→ TASK PROMPT
Look through the data below, and copy each line that carries the word "AppResult".

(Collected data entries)
== == ==

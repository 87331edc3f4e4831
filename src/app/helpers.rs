//! Helper functions for CLI operations.
//!
//! Resolution of effective settings (CLI argument, then configuration, then
//! default), LLM provider construction and exit code calculation.

use std::path::PathBuf;

use clap::ValueEnum;
use tracing::warn;

use crate::{
    cli::{Format, Provider},
    error::{AppResult, config_error},
    llm::{LlmProvider, OPENAI_BASE_URL},
    orchestrator::ChatResponse,
    output::OutputOptions,
    retrieval::KeywordRetriever
};

const DEFAULT_OLLAMA_URL: &str = "http://localhost:11434";

/// Calculates the process exit code for a pipeline response.
///
/// - `0` - SQL or TEXT answer (including recovered failures)
/// - `1` - ERROR answer
///
/// # Example
///
/// ```
/// use nl2sql_assistant::{app::calculate_exit_code, orchestrator::ChatResponse};
///
/// let response = ChatResponse::Text {
///     answer: "hello".to_string()
/// };
/// assert_eq!(calculate_exit_code(&response), 0);
/// ```
pub fn calculate_exit_code(response: &ChatResponse) -> i32 {
    if response.is_error() { 1 } else { 0 }
}

/// Creates output options from CLI parameters.
pub fn create_output_options(format: Format, no_color: bool) -> OutputOptions {
    OutputOptions {
        format:  format.into(),
        colored: !no_color
    }
}

/// Resolves the database path from the CLI argument or configuration.
///
/// # Errors
///
/// Returns an error if no path is given or the file does not exist.
pub fn resolve_database(cli: Option<PathBuf>, config: Option<PathBuf>) -> AppResult<PathBuf> {
    let path = cli.or(config).ok_or_else(|| {
        config_error("Database path required (use --database or NL2SQL_DATABASE)")
    })?;
    if !path.exists() {
        return Err(config_error(format!(
            "Database file not found: {}",
            path.display()
        )));
    }
    Ok(path)
}

/// Loads the narrative document corpus when a directory is configured.
///
/// An empty corpus yields `None`, so narrative answers run without context.
///
/// # Errors
///
/// Returns an error if the directory does not exist or cannot be read.
pub fn load_retriever(dir: Option<PathBuf>) -> AppResult<Option<KeywordRetriever>> {
    let Some(dir) = dir else {
        return Ok(None);
    };
    if !dir.is_dir() {
        return Err(config_error(format!(
            "Documents directory not found: {}",
            dir.display()
        )));
    }
    let retriever = KeywordRetriever::from_dir(&dir)?;
    if retriever.is_empty() {
        warn!(dir = %dir.display(), "no documents found, answering without context");
        return Ok(None);
    }
    Ok(Some(retriever))
}

/// Resolves the provider from the CLI argument, configuration, or default.
///
/// # Errors
///
/// Returns an error if the configured provider name is unknown.
pub fn get_effective_provider(cli: Option<Provider>, config: Option<&str>) -> AppResult<Provider> {
    if let Some(provider) = cli {
        return Ok(provider);
    }
    match config {
        Some(name) => Provider::from_str(name, true)
            .map_err(|_| config_error(format!("Unknown LLM provider '{}'", name))),
        None => Ok(Provider::OpenAI)
    }
}

/// Builds the LLM provider from resolved parameters.
///
/// # Errors
///
/// Returns an error if a cloud provider is selected without an API key.
pub fn build_llm_provider(
    provider: Provider,
    api_key: Option<String>,
    model: String,
    base_url: String,
    ollama_url: String
) -> AppResult<LlmProvider> {
    match provider {
        Provider::OpenAI => {
            let key = api_key.ok_or_else(|| {
                config_error("API key required for OpenAI (use --api-key or LLM_API_KEY)")
            })?;
            Ok(LlmProvider::OpenAI {
                api_key: key,
                model,
                base_url
            })
        }
        Provider::Anthropic => {
            let key = api_key.ok_or_else(|| {
                config_error("API key required for Anthropic (use --api-key or LLM_API_KEY)")
            })?;
            Ok(LlmProvider::Anthropic {
                api_key: key,
                model
            })
        }
        Provider::Ollama => Ok(LlmProvider::Ollama {
            base_url: ollama_url,
            model
        })
    }
}

/// Gets effective model name
pub fn get_effective_model(
    model: Option<String>,
    config_model: Option<String>,
    provider: &Provider
) -> String {
    model
        .or(config_model)
        .unwrap_or_else(|| provider.default_model().to_string())
}

/// Gets effective base URL for OpenAI-compatible endpoints
pub fn get_effective_base_url(url: Option<String>, config_url: Option<String>) -> String {
    url.or(config_url)
        .unwrap_or_else(|| OPENAI_BASE_URL.to_string())
}

/// Gets effective Ollama URL
pub fn get_effective_ollama_url(url: String, config_url: Option<String>) -> String {
    if url == DEFAULT_OLLAMA_URL {
        config_url.unwrap_or(url)
    } else {
        url
    }
}

#[cfg(test)]
mod tests {
    use super::*;
    use crate::output::OutputFormat;

    #[test]
    fn test_calculate_exit_code_sql() {
        let response = ChatResponse::Sql {
            query:  "SELECT 1".to_string(),
            raw:    None,
            answer: "SQL Execution Error: boom".to_string()
        };
        assert_eq!(calculate_exit_code(&response), 0);
    }

    #[test]
    fn test_calculate_exit_code_error() {
        let response = ChatResponse::Error {
            answer: "Internal Server Error: boom".to_string()
        };
        assert_eq!(calculate_exit_code(&response), 1);
    }

    #[test]
    fn test_resolve_database_missing() {
        assert!(resolve_database(None, None).is_err());
    }

    #[test]
    fn test_resolve_database_not_found() {
        let result = resolve_database(Some(PathBuf::from("/nonexistent/db.sqlite")), None);
        assert!(result.is_err());
    }

    #[test]
    fn test_resolve_database_prefers_cli() {
        let dir = tempfile::tempdir().unwrap();
        let path = dir.path().join("a.db");
        std::fs::write(&path, b"").unwrap();
        let resolved =
            resolve_database(Some(path.clone()), Some(PathBuf::from("/other.db"))).unwrap();
        assert_eq!(resolved, path);
    }

    #[test]
    fn test_load_retriever_none() {
        assert!(load_retriever(None).unwrap().is_none());
    }

    #[test]
    fn test_load_retriever_missing_dir() {
        assert!(load_retriever(Some(PathBuf::from("/nonexistent/docs"))).is_err());
    }

    #[test]
    fn test_load_retriever_empty_dir() {
        let dir = tempfile::tempdir().unwrap();
        assert!(load_retriever(Some(dir.path().to_path_buf())).unwrap().is_none());
    }

    #[test]
    fn test_load_retriever_with_documents() {
        let dir = tempfile::tempdir().unwrap();
        std::fs::write(dir.path().join("glossary.txt"), "GRN means goods receipt note.").unwrap();
        let retriever = load_retriever(Some(dir.path().to_path_buf())).unwrap().unwrap();
        assert_eq!(retriever.len(), 1);
    }

    #[test]
    fn test_get_effective_provider_cli_wins() {
        let provider = get_effective_provider(Some(Provider::Ollama), Some("anthropic")).unwrap();
        assert_eq!(provider, Provider::Ollama);
    }

    #[test]
    fn test_get_effective_provider_from_config() {
        let provider = get_effective_provider(None, Some("Anthropic")).unwrap();
        assert_eq!(provider, Provider::Anthropic);
    }

    #[test]
    fn test_get_effective_provider_alias() {
        let provider = get_effective_provider(None, Some("openai")).unwrap();
        assert_eq!(provider, Provider::OpenAI);
    }

    #[test]
    fn test_get_effective_provider_unknown() {
        assert!(get_effective_provider(None, Some("mystery")).is_err());
    }

    #[test]
    fn test_get_effective_provider_default() {
        assert_eq!(get_effective_provider(None, None).unwrap(), Provider::OpenAI);
    }

    #[test]
    fn test_get_effective_model_explicit() {
        let model = get_effective_model(Some("gpt-4o".to_string()), None, &Provider::OpenAI);
        assert_eq!(model, "gpt-4o");
    }

    #[test]
    fn test_get_effective_model_default() {
        let model = get_effective_model(None, None, &Provider::OpenAI);
        assert_eq!(model, "gpt-4o-mini");
    }

    #[test]
    fn test_get_effective_base_url_default() {
        assert_eq!(get_effective_base_url(None, None), OPENAI_BASE_URL);
    }

    #[test]
    fn test_get_effective_base_url_from_config() {
        let url = get_effective_base_url(None, Some("https://openrouter.ai/api/v1".into()));
        assert_eq!(url, "https://openrouter.ai/api/v1");
    }

    #[test]
    fn test_get_effective_ollama_url_from_config() {
        let url = get_effective_ollama_url(
            "http://localhost:11434".to_string(),
            Some("http://config:11434".to_string())
        );
        assert_eq!(url, "http://config:11434");
    }

    #[test]
    fn test_get_effective_ollama_url_explicit() {
        let url = get_effective_ollama_url(
            "http://custom:11434".to_string(),
            Some("http://other:11434".to_string())
        );
        assert_eq!(url, "http://custom:11434");
    }

    #[test]
    fn test_build_llm_provider_openai_no_key() {
        let result = build_llm_provider(
            Provider::OpenAI,
            None,
            "gpt-4o-mini".to_string(),
            OPENAI_BASE_URL.to_string(),
            DEFAULT_OLLAMA_URL.to_string()
        );
        assert!(result.is_err());
    }

    #[test]
    fn test_build_llm_provider_openai_with_key() {
        let provider = build_llm_provider(
            Provider::OpenAI,
            Some("sk-test".to_string()),
            "gpt-4o-mini".to_string(),
            "https://openrouter.ai/api/v1".to_string(),
            DEFAULT_OLLAMA_URL.to_string()
        )
        .unwrap();
        assert!(matches!(
            provider,
            LlmProvider::OpenAI { ref base_url, .. } if base_url == "https://openrouter.ai/api/v1"
        ));
    }

    #[test]
    fn test_build_llm_provider_ollama() {
        let provider = build_llm_provider(
            Provider::Ollama,
            None,
            "llama3".to_string(),
            OPENAI_BASE_URL.to_string(),
            DEFAULT_OLLAMA_URL.to_string()
        )
        .unwrap();
        assert!(matches!(provider, LlmProvider::Ollama { .. }));
    }

    #[test]
    fn test_create_output_options_json_no_color() {
        let opts = create_output_options(Format::Json, true);
        assert!(matches!(opts.format, OutputFormat::Json));
        assert!(!opts.colored);
    }
}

== == ==

→ ANSWER FOR THE TASK
    error::{AppResult, config_error},
pub fn resolve_database(cli: Option<PathBuf>, config: Option<PathBuf>) -> AppResult<PathBuf> {
pub fn load_retriever(dir: Option<PathBuf>) -> AppResult<Option<KeywordRetriever>> {
pub fn get_effective_provider(cli: Option<Provider>, config: Option<&str>) -> AppResult<Provider> {
) -> AppResult<LlmProvider> {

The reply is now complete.